Une polyphonie étendue

17À l’échelle intermédiaire de l’analyse semi-quantitative, on peut s’essayer à quantifier le nombre moyen d’« énonciateurs » principaux présents dans les romans du corpus. Par opposition aux « locuteurs », ceux-ci correspondent, selon la terminologie d’Oswald Ducrot, aux instances (personnelles ou collectives) dont la voix (point de vue, parole) est représentée par celui qui parle (Ducrot 1984). Le relevé que j’ai tenté repose ainsi sur un repérage rapide des personnages qui sont ressentis à la lecture comme focalisant le récit. L’idée était ici de trouver des critères simples, immédiats, mais tout de même précis linguistiquement, permettant d’évaluer (de la manière la plus rationnelle possible) le nombre de foyers de perception de chacun des romans. Je me suis appuyée sur les marqueurs linguistiques du « débrayage énonciatif » identifiés par Alain Rabatel : combinaisons entre un nom propre de personnage et un ou plusieurs verbes de perception ou de discours, ruptures aspectuelles (passage du passé simple du récit à l’imparfait d’une description subjectivée), indices de discours représentés (Rabatel 2003, Rabatel 2009, p. 74-76). Le relevé va dans le même sens que le diagramme ci-haut : il fait apparaître un nombre moyen d’énonciateurs plus élevé dans le polar contemporain que dans le roman noir de la deuxième moitié du XXe siècle. Il corrobore donc l’hypothèse selon laquelle il y aurait dans celui-ci une polyphonie plus généreuse ou plus étendue que dans ce dernier.

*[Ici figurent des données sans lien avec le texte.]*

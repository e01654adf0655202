use serde_json::{Map, Value};
use std::io;

use super::row_series;

/// Write output as CSV to stdout: the period series when the result has one,
/// otherwise a field/value listing.
pub fn print_csv(value: &Value) {
    let stdout = io::stdout();
    let mut wtr = csv::Writer::from_writer(stdout.lock());
    write_value(&mut wtr, value);
    let _ = wtr.flush();
}

fn write_value<W: io::Write>(wtr: &mut csv::Writer<W>, value: &Value) {
    match value {
        Value::Object(map) => {
            let body = match map.get("result") {
                Some(Value::Object(result)) => result,
                _ => map,
            };
            if let Some((_, rows)) = row_series(body) {
                write_array_csv(wtr, rows);
            } else {
                write_fields(wtr, body);
            }
        }
        Value::Array(arr) => write_array_csv(wtr, arr),
        _ => {
            let _ = wtr.write_record([&format_csv_value(value)]);
        }
    }
}

fn write_fields<W: io::Write>(wtr: &mut csv::Writer<W>, map: &Map<String, Value>) {
    let _ = wtr.write_record(["field", "value"]);
    for (key, val) in map {
        let _ = wtr.write_record([key.as_str(), &format_csv_value(val)]);
    }
}

fn write_array_csv<W: io::Write>(wtr: &mut csv::Writer<W>, arr: &[Value]) {
    if arr.is_empty() {
        return;
    }

    if let Some(Value::Object(first)) = arr.first() {
        let headers: Vec<&str> = first.keys().map(|k| k.as_str()).collect();
        let _ = wtr.write_record(&headers);

        for item in arr {
            if let Value::Object(map) = item {
                let row: Vec<String> = headers
                    .iter()
                    .map(|h| map.get(*h).map(format_csv_value).unwrap_or_default())
                    .collect();
                let _ = wtr.write_record(&row);
            }
        }
    } else {
        for item in arr {
            let _ = wtr.write_record([&format_csv_value(item)]);
        }
    }
}

fn format_csv_value(value: &Value) -> String {
    match value {
        Value::String(s) => s.clone(),
        Value::Number(n) => n.to_string(),
        Value::Bool(b) => b.to_string(),
        Value::Null => String::new(),
        _ => serde_json::to_string(value).unwrap_or_default(),
    }
}
//! Side-by-side SAC vs PRICE comparison for the same loan.

use rust_decimal::Decimal;
use serde::{Deserialize, Serialize};
use std::time::Instant;

use crate::amortization::schedule::{compute_schedule, LoanParameters, ScheduleType};
use crate::amortization::summary::{summarize, ScheduleSummary};
use crate::types::{with_metadata, ComputationOutput, Money};
use crate::MortgageSimResult;

/// One month of both cash-flow streams.
#[derive(Debug, Clone, PartialEq, Eq, Serialize, Deserialize)]
pub struct ComparisonPeriod {
    pub number: u32,
    pub sac_payment: Money,
    pub price_payment: Money,
    pub sac_balance: Money,
    pub price_balance: Money,
}

#[derive(Debug, Clone, Serialize, Deserialize)]
pub struct ComparisonOutput {
    pub sac: ScheduleSummary,
    pub price: ScheduleSummary,
    /// PRICE total interest minus SAC total interest.
    pub interest_difference: Money,
    /// PRICE total paid minus SAC total paid.
    pub total_paid_difference: Money,
    /// First installment where the SAC payment is no longer above PRICE.
    #[serde(skip_serializing_if = "Option::is_none")]
    pub crossover_installment: Option<u32>,
    pub periods: Vec<ComparisonPeriod>,
}

/// Run both regimes on the same parameters. The requested schedule type is ignored.
pub fn compare_schedules(
    params: &LoanParameters,
) -> MortgageSimResult<ComputationOutput<ComparisonOutput>> {
    let start = Instant::now();
    let mut warnings: Vec<String> = Vec::new();

    let sac = compute_schedule(&LoanParameters {
        schedule_type: ScheduleType::ConstantAmortization,
        ..params.clone()
    })?;
    let price = compute_schedule(&LoanParameters {
        schedule_type: ScheduleType::ConstantInstallment,
        ..params.clone()
    })?;

    let periods: Vec<ComparisonPeriod> = sac
        .iter()
        .zip(price.iter())
        .map(|(s, p)| ComparisonPeriod {
            number: s.number,
            sac_payment: s.payment_amount,
            price_payment: p.payment_amount,
            sac_balance: s.outstanding_balance,
            price_balance: p.outstanding_balance,
        })
        .collect();

    let crossover_installment = periods
        .iter()
        .find(|p| p.sac_payment <= p.price_payment)
        .map(|p| p.number);

    let sac_summary = summarize(&sac);
    let price_summary = summarize(&price);

    if params.annual_reference_rate > Decimal::ZERO {
        warnings.push(format!(
            "Reference index of {}% p.a. grows both balances; totals exceed the amount financed",
            params.annual_reference_rate
        ));
    }
    if crossover_installment.is_none() {
        warnings.push("SAC payment never falls to the PRICE payment within the term".into());
    }

    let output = ComparisonOutput {
        interest_difference: price_summary.total_interest - sac_summary.total_interest,
        total_paid_difference: price_summary.total_paid - sac_summary.total_paid,
        sac: sac_summary,
        price: price_summary,
        crossover_installment,
        periods,
    };

    let elapsed = start.elapsed().as_micros() as u64;
    Ok(with_metadata(
        "SAC vs PRICE cash-flow comparison",
        params,
        warnings,
        elapsed,
        output,
    ))
}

Privilège au « point de vue asserté » : le ressort énonciatif du retrait

18Mais surtout, le « dégagement » qui ressort de la scène chorale est aussi appuyé à petite échelle par une certaine manière de représenter le point de vue d’un personnage. Le linguiste Alain Rabatel distingue trois grandes modalités de mise en discours du point de vue, qui induisent différents degrés d’implication ou au contraire d’effacement du narrateur (Rabatel 2009, p. 74-101). On les rappelle ici, avec l’appui d’exemples tirés du Petit bleu de la côte ouest (Manchette 1976) :

  • Le point de vue « raconté » : il s’agit d’un point de vue minimal, complètement intégré à la subjectivité de l’énonciation première. Le point de vue raconté envisage le déroulement des faits à partir de la perspective d’un des acteurs de l’énoncé, sans donner à cet acteur de l’énoncé un espace énonciatif particulier. C’est ainsi qu’on peut qualifier l’écriture de Jean-Patrick Manchette, lorsque celui-ci s’essaie à ce qu’il appelle le style « behavioriste » (dans Le Petit bleu de la côte ouest ou dans La Position du tireur couché) :

Gerfaut tomba lentement en avant la bouche ouverte et l’eau s’engouffra dans sa bouche. Le jeune assaillant le saisit à deux mains par la taille et lui maintint le milieu du corps sous l’eau. L’homme aux mèches livides empoigna les cheveux de Gerfaut dans sa main gauche, et il lui referma son autre main sur la gorge en lui enfonçant les doigts dans la chair, autour du pharynx. Il étranglait Gerfaut en même temps qu’il l’empêchait de sortir la tête de l’eau.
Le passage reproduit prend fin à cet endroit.